◆ Brief: Scan the entries that follow and copy out every line containing "EngagementCounters".

◆ Provided material:
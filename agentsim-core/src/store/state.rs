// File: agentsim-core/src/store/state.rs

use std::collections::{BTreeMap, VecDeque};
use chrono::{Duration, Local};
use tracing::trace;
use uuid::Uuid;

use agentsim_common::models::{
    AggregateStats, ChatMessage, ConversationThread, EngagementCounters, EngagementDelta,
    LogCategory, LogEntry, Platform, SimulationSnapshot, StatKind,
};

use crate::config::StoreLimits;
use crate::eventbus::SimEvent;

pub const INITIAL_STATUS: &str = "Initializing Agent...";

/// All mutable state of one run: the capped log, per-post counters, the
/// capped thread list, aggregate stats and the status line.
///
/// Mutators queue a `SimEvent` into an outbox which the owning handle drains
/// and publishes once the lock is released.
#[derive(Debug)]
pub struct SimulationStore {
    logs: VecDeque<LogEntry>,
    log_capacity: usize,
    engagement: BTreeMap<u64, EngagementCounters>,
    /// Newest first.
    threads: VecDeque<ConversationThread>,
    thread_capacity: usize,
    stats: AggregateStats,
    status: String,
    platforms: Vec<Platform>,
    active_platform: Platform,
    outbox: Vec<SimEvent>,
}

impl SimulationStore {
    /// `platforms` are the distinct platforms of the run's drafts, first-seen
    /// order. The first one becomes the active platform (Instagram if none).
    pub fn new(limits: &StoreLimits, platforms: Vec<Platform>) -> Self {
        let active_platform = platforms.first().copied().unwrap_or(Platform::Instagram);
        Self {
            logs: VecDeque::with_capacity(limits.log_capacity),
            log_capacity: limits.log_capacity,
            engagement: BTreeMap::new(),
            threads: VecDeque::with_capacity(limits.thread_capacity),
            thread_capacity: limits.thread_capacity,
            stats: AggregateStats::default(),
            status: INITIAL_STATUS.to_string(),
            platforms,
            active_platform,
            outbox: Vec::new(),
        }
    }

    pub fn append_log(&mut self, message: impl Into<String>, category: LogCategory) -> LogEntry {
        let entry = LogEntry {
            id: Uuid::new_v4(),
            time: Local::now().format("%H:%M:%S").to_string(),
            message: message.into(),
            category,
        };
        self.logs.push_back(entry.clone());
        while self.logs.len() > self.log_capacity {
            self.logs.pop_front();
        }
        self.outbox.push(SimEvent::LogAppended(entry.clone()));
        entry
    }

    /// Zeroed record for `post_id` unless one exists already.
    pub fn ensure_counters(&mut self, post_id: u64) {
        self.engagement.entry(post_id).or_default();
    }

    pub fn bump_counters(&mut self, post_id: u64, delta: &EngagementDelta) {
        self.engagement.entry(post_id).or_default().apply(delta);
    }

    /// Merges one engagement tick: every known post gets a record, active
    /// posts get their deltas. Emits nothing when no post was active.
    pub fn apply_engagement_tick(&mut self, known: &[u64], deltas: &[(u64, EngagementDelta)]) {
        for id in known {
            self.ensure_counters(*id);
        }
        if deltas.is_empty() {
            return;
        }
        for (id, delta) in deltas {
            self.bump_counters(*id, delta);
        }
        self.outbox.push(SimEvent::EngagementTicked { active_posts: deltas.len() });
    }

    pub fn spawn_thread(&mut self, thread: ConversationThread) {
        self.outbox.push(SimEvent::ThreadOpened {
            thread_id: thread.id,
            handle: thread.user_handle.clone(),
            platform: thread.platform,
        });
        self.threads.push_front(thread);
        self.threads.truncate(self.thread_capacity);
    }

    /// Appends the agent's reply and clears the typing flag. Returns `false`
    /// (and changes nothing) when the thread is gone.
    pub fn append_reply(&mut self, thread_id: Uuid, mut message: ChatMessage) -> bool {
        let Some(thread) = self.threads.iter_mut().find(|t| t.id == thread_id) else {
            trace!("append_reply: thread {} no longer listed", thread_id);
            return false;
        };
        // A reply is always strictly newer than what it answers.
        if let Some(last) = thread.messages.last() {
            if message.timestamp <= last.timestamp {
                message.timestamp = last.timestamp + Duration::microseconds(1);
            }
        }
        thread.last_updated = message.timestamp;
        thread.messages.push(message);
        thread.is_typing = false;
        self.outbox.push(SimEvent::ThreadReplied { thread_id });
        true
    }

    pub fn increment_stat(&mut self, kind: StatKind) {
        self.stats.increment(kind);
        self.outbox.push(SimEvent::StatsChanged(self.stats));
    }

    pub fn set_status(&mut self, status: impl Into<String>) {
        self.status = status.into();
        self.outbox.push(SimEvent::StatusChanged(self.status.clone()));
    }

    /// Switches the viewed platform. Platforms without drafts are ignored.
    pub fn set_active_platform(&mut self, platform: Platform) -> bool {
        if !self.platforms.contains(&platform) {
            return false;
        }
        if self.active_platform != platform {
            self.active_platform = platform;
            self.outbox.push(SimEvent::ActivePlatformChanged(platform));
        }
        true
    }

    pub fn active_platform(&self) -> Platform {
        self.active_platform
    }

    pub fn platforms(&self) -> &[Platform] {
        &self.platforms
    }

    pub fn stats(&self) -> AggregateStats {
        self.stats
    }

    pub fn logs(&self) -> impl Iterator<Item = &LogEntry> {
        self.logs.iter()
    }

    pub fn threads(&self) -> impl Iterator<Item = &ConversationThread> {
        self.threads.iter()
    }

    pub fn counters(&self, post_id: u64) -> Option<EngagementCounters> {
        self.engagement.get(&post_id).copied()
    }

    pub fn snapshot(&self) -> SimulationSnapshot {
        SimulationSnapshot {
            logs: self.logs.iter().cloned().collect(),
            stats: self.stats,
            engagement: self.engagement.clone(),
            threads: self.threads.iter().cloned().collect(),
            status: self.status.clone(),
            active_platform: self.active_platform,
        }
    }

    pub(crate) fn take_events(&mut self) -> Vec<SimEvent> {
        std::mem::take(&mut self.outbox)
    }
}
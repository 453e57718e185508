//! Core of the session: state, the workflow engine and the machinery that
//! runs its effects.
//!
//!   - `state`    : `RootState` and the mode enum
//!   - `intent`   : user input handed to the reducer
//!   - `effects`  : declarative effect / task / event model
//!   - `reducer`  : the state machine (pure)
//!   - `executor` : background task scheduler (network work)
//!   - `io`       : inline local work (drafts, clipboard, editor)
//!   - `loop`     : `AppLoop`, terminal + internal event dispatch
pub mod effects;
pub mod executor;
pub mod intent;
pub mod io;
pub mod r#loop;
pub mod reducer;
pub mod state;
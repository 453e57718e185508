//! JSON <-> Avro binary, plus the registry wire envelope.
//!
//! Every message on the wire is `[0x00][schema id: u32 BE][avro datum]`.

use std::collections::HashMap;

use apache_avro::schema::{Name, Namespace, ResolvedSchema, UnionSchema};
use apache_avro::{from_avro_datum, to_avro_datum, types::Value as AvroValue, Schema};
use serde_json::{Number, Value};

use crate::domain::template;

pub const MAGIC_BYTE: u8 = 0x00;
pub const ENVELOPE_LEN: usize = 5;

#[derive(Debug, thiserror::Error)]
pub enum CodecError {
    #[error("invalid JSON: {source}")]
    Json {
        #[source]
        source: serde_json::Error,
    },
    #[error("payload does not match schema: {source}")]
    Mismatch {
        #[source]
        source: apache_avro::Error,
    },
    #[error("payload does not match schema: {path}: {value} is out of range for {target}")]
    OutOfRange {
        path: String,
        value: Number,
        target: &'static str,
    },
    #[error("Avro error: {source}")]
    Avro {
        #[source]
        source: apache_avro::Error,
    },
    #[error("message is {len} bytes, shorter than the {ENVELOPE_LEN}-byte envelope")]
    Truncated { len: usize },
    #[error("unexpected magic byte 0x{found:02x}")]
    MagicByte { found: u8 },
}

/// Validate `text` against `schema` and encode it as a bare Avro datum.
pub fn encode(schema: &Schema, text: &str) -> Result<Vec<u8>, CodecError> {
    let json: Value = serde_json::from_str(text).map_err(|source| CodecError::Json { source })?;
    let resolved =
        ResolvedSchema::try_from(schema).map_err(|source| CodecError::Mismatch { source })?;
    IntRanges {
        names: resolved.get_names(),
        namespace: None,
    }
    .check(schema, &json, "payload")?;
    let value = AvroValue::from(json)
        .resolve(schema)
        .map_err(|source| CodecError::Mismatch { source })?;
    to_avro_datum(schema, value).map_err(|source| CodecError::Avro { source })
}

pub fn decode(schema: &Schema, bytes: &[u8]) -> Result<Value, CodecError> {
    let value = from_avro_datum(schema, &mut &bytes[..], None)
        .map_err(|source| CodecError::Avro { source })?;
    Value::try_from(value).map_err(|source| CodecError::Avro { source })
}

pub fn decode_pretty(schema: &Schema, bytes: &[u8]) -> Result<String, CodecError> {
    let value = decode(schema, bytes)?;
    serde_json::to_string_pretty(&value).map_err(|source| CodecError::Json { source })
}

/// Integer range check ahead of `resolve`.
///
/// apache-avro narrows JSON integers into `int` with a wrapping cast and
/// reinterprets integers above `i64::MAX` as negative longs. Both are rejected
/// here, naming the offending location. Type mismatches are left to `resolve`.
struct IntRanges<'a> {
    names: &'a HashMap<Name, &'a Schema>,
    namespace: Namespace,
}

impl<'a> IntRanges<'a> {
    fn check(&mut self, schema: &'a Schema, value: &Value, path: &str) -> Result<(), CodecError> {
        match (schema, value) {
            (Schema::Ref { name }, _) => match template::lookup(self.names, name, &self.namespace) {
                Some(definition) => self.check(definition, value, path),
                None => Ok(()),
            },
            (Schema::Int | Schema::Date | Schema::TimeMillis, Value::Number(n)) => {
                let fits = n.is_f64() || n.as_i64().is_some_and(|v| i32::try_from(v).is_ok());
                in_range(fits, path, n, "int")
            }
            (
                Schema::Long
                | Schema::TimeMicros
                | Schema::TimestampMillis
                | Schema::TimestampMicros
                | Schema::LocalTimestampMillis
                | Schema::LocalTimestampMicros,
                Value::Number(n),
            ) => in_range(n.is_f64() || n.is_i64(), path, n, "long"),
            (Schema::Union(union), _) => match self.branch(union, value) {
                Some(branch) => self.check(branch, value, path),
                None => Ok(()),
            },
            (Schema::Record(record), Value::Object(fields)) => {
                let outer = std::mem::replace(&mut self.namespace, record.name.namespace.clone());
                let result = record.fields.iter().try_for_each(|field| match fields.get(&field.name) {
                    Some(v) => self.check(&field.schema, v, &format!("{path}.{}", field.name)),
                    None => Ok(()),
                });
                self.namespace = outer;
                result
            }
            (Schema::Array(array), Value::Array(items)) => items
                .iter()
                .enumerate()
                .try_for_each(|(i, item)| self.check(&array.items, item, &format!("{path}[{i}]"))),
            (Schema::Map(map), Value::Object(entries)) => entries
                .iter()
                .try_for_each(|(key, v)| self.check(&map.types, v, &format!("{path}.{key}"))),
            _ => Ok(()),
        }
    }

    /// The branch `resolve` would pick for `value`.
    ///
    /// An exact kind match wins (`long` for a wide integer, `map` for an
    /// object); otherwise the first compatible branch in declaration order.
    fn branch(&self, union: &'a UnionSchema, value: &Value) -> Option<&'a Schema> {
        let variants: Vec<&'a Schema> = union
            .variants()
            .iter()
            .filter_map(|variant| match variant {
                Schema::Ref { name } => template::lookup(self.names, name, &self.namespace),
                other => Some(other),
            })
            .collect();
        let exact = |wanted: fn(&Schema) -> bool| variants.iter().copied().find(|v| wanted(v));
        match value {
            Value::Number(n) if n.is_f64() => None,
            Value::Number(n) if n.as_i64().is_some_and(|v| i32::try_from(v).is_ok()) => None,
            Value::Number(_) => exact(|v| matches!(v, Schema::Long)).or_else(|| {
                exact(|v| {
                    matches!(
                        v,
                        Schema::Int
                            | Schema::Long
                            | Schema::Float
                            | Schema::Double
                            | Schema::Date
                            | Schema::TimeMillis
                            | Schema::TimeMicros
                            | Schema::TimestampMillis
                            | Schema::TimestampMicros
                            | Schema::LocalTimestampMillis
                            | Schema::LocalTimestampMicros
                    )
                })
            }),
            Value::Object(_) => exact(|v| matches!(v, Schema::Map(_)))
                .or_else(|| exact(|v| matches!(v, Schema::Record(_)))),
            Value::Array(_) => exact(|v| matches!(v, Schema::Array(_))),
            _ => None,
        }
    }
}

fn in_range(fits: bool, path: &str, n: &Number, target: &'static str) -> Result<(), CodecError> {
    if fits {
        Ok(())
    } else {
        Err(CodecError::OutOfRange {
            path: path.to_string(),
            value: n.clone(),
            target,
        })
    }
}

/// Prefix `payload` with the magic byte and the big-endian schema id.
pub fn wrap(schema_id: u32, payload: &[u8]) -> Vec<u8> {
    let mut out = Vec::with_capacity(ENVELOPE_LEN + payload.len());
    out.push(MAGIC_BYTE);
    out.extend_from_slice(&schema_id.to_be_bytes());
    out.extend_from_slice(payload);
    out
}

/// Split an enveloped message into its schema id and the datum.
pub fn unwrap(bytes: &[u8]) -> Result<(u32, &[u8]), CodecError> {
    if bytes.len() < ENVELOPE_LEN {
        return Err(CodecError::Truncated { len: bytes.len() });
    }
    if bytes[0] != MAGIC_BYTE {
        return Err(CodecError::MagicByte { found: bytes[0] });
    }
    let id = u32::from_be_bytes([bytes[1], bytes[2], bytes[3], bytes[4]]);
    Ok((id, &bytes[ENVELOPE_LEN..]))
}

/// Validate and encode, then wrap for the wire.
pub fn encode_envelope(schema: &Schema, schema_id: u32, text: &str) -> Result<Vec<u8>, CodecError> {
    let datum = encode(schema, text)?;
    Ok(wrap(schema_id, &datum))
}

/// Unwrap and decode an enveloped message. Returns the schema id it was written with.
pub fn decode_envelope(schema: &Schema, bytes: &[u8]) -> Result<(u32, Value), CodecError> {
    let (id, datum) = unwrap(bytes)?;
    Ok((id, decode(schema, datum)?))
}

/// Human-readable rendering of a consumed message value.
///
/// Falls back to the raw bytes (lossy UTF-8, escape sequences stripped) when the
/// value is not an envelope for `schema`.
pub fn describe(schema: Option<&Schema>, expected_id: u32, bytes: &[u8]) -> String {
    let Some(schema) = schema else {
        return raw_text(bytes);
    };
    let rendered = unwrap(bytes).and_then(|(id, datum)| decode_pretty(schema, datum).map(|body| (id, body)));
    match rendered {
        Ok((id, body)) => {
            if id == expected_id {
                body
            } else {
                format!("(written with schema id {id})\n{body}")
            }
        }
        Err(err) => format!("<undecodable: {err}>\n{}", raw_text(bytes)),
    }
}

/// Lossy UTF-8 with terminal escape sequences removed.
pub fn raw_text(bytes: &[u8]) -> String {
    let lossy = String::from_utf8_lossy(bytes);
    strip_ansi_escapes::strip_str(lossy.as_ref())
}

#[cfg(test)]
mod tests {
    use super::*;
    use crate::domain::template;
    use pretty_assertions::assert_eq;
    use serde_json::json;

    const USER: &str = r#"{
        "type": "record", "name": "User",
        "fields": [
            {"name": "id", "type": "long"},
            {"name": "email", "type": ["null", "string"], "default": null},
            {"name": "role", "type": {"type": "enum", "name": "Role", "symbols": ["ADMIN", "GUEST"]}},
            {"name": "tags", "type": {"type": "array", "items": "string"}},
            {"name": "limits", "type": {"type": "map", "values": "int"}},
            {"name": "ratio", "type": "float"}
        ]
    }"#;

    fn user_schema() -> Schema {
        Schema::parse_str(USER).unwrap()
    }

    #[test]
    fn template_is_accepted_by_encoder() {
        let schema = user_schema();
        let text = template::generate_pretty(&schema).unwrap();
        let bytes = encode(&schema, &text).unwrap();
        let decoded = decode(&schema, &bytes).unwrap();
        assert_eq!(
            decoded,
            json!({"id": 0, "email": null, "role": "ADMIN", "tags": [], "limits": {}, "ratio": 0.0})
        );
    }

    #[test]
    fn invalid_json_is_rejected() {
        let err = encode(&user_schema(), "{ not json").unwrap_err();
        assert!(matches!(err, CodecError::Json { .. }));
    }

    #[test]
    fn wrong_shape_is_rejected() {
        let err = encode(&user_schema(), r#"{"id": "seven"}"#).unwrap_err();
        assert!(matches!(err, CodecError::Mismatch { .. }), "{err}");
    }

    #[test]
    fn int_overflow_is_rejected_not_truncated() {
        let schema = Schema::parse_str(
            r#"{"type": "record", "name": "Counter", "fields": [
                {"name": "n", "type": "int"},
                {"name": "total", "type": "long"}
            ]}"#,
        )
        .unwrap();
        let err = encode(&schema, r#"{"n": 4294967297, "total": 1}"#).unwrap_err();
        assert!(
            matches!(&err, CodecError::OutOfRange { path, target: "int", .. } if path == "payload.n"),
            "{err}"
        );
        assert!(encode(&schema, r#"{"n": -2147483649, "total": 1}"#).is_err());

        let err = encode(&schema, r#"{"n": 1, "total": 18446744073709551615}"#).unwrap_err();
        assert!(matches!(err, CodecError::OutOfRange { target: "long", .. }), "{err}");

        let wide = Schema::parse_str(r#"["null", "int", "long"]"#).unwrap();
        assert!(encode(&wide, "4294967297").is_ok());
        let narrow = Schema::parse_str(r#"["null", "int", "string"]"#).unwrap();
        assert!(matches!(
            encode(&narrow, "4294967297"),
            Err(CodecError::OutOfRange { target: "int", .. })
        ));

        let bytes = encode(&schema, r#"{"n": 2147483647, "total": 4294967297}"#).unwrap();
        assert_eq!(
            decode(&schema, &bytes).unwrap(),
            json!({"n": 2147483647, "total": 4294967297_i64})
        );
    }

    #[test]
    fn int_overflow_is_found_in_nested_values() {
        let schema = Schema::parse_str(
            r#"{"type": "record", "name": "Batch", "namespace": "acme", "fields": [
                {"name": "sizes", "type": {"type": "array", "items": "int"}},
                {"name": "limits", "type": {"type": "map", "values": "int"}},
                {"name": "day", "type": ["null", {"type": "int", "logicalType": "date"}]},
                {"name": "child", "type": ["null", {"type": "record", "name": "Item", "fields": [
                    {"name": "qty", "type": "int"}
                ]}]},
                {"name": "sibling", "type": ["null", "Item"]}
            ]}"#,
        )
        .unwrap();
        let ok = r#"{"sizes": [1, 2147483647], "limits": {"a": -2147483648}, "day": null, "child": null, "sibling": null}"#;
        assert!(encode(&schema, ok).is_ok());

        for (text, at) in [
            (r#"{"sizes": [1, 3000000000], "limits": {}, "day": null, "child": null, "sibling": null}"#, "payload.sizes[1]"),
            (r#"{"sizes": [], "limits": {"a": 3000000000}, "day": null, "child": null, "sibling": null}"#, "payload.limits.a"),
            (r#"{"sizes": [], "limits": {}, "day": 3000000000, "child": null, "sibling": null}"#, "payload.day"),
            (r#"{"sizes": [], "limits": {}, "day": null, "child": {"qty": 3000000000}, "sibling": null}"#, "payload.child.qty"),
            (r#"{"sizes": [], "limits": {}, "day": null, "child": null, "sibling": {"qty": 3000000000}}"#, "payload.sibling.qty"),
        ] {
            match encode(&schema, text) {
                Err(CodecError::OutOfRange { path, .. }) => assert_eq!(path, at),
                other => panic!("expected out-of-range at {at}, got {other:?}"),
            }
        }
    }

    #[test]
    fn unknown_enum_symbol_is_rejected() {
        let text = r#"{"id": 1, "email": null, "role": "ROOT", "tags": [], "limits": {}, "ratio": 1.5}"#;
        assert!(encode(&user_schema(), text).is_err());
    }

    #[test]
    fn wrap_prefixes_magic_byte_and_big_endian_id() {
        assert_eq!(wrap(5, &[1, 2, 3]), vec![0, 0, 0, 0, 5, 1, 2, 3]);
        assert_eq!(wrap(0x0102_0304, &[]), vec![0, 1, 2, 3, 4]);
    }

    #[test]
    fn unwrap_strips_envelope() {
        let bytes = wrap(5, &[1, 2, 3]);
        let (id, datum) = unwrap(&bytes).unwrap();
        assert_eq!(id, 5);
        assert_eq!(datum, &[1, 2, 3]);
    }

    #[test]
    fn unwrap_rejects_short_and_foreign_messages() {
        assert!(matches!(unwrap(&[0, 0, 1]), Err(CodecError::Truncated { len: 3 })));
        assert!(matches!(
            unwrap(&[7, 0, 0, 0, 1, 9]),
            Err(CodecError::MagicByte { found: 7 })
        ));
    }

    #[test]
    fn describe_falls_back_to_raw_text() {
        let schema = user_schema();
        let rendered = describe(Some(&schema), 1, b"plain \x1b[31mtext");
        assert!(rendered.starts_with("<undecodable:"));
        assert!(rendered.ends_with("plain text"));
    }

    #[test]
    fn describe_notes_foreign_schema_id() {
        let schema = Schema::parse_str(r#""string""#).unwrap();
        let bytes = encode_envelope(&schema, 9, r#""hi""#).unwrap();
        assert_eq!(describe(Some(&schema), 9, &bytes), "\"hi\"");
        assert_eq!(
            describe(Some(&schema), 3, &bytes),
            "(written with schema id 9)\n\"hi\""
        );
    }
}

◆ Written answer:
    AggregateStats, ChatMessage, ConversationThread, EngagementCounters, EngagementDelta,
    engagement: BTreeMap<u64, EngagementCounters>,
    pub fn counters(&self, post_id: u64) -> Option<EngagementCounters> {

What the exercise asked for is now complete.